In the data below, which lines contain "serde"? List them by copying each one.

Collected data entries:
= = = = =

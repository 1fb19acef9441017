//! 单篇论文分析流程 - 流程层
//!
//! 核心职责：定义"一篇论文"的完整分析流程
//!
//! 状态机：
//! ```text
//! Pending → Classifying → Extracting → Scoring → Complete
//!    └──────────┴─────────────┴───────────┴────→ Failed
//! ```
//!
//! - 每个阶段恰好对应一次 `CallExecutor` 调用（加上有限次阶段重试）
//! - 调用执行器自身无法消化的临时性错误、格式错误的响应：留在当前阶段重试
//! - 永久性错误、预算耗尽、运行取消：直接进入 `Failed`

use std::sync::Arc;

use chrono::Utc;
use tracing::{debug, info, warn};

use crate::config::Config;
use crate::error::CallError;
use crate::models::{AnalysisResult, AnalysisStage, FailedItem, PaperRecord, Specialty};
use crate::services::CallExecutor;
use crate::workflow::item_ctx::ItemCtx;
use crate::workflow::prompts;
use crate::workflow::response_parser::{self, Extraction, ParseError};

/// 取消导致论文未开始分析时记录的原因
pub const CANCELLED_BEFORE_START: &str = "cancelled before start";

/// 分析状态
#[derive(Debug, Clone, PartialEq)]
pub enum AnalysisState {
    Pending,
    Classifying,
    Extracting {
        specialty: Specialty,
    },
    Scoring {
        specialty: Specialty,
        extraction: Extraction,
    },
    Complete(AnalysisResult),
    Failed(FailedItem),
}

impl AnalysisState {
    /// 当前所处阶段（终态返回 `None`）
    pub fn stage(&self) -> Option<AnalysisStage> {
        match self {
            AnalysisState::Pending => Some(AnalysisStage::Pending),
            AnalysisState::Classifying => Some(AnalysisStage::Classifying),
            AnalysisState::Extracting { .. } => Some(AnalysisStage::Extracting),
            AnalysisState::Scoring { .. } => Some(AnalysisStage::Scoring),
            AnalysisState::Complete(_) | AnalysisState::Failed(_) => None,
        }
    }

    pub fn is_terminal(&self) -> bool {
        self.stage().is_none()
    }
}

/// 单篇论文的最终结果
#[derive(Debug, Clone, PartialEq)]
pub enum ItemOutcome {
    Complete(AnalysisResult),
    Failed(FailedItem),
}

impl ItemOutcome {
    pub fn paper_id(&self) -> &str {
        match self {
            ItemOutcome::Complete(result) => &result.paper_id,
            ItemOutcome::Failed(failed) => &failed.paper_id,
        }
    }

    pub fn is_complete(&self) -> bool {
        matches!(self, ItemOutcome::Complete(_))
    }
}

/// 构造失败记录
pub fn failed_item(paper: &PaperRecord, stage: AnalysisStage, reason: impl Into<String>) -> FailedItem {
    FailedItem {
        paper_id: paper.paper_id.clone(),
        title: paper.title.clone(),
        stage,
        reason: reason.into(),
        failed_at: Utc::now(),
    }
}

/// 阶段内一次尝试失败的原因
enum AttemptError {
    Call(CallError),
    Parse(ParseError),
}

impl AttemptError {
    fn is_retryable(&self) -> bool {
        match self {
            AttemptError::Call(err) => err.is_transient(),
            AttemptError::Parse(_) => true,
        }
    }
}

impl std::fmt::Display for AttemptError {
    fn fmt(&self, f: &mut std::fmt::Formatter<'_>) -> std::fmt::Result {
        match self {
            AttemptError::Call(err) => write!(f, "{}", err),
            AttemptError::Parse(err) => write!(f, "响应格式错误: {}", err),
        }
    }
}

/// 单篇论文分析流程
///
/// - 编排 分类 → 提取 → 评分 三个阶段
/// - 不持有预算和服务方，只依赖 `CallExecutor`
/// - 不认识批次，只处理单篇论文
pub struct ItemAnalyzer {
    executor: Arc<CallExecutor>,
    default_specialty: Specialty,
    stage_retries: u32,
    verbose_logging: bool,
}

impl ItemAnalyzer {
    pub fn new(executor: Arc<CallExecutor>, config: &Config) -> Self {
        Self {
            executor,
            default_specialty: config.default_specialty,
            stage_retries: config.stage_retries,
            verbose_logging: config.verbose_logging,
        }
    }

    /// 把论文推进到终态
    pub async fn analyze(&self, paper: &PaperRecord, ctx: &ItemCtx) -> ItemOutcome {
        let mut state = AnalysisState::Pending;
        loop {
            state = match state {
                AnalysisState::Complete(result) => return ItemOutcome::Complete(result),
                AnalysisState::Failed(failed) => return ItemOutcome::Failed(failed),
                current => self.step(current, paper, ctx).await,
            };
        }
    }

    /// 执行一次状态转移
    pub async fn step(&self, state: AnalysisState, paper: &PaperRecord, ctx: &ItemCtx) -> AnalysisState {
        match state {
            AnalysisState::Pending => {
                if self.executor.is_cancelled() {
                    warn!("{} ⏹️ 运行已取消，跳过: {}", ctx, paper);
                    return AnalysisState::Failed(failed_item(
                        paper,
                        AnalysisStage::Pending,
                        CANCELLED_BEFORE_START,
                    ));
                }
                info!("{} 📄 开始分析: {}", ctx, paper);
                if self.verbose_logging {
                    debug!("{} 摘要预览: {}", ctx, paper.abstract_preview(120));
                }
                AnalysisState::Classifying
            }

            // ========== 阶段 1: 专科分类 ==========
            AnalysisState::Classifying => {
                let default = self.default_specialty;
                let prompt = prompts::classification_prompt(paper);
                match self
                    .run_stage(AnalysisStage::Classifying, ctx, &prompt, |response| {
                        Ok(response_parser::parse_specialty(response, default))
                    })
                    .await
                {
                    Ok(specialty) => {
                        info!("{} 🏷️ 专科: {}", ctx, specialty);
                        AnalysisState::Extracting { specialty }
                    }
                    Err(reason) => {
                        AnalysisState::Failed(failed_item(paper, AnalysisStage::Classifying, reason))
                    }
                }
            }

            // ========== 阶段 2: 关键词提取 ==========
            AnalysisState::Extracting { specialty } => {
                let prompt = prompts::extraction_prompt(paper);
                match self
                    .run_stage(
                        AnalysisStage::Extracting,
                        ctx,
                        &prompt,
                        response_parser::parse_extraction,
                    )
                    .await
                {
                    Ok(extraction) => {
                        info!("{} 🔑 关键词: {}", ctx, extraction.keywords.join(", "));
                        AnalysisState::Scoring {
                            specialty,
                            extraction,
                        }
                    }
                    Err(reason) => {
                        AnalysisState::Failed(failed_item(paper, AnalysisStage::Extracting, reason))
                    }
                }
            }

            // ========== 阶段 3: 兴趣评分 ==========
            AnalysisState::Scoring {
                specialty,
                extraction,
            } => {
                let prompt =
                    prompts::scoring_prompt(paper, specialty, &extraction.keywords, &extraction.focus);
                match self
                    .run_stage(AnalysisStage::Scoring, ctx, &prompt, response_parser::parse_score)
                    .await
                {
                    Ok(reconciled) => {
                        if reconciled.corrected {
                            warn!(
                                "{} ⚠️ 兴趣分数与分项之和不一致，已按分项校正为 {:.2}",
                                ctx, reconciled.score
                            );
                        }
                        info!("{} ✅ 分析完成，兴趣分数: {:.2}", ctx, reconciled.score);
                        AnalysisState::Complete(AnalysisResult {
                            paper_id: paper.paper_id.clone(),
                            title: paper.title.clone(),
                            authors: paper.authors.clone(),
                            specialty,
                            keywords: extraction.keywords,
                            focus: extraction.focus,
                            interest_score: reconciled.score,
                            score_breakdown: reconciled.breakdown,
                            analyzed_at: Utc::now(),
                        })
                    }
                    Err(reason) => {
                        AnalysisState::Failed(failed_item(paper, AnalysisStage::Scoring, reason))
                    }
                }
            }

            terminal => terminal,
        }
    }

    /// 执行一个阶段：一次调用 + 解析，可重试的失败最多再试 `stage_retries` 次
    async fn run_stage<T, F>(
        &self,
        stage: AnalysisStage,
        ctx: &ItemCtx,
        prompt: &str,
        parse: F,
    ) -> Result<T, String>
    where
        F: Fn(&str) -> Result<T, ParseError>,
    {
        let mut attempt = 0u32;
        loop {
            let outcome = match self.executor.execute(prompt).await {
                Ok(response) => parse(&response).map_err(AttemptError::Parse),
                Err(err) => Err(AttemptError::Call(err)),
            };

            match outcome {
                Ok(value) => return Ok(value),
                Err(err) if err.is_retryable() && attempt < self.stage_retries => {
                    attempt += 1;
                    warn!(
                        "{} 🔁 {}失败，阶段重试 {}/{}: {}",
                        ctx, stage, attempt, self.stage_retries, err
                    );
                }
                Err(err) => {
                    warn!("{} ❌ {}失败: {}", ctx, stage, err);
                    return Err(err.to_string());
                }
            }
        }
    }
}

= = = = =

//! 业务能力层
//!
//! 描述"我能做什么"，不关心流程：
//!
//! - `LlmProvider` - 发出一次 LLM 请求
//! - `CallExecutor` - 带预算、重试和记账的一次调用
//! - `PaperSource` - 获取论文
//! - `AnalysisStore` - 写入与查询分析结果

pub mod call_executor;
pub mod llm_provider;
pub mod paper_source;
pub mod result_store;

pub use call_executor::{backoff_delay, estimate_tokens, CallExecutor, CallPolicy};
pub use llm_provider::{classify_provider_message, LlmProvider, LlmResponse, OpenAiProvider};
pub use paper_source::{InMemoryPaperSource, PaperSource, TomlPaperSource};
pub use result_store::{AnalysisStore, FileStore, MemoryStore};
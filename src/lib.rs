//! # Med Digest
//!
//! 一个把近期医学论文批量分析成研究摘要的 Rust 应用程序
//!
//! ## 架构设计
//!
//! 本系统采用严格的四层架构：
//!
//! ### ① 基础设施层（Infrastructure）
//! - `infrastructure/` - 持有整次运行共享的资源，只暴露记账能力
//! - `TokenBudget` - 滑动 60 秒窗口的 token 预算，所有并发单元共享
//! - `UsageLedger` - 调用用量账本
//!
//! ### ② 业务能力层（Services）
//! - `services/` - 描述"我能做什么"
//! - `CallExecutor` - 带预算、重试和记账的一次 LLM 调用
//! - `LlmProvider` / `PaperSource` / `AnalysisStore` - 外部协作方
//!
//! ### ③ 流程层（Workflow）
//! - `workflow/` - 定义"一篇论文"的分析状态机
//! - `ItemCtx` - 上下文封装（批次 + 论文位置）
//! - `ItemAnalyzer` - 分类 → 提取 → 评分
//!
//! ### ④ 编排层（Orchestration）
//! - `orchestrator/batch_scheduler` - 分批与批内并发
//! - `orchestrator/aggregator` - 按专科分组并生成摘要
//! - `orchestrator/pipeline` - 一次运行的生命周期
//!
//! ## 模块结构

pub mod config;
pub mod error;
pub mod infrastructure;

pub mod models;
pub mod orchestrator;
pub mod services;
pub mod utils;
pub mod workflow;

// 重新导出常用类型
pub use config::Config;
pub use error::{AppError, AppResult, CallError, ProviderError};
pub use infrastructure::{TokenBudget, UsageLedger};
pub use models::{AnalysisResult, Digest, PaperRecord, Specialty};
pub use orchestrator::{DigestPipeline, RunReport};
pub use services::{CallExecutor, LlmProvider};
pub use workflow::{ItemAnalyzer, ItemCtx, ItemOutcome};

= = = = =

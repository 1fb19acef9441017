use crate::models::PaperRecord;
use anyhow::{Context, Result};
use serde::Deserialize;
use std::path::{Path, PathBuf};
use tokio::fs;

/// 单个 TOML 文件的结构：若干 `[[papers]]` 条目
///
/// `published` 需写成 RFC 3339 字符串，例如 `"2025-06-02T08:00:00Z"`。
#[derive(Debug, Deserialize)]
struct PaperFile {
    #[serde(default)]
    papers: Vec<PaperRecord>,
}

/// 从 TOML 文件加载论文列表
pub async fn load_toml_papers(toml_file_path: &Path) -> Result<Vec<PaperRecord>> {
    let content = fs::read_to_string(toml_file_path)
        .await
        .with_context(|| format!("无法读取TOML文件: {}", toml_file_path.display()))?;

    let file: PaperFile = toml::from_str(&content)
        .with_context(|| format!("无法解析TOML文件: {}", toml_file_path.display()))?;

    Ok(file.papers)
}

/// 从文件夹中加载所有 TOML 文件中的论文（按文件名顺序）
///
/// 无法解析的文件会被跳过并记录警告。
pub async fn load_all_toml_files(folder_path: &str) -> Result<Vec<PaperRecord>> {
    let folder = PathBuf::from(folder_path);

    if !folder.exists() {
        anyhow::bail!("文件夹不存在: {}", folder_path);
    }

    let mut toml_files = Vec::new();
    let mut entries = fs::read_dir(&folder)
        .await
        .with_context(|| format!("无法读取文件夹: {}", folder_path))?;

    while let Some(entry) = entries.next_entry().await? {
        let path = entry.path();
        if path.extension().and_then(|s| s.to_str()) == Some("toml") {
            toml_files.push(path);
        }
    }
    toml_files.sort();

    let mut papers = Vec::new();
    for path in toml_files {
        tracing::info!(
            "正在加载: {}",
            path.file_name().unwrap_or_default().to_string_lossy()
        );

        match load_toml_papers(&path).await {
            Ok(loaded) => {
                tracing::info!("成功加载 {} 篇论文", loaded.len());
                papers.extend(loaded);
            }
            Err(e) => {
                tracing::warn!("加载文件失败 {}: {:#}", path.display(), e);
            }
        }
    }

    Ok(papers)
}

= = = = =

**Result**
use serde::Deserialize;
    #[serde(default)]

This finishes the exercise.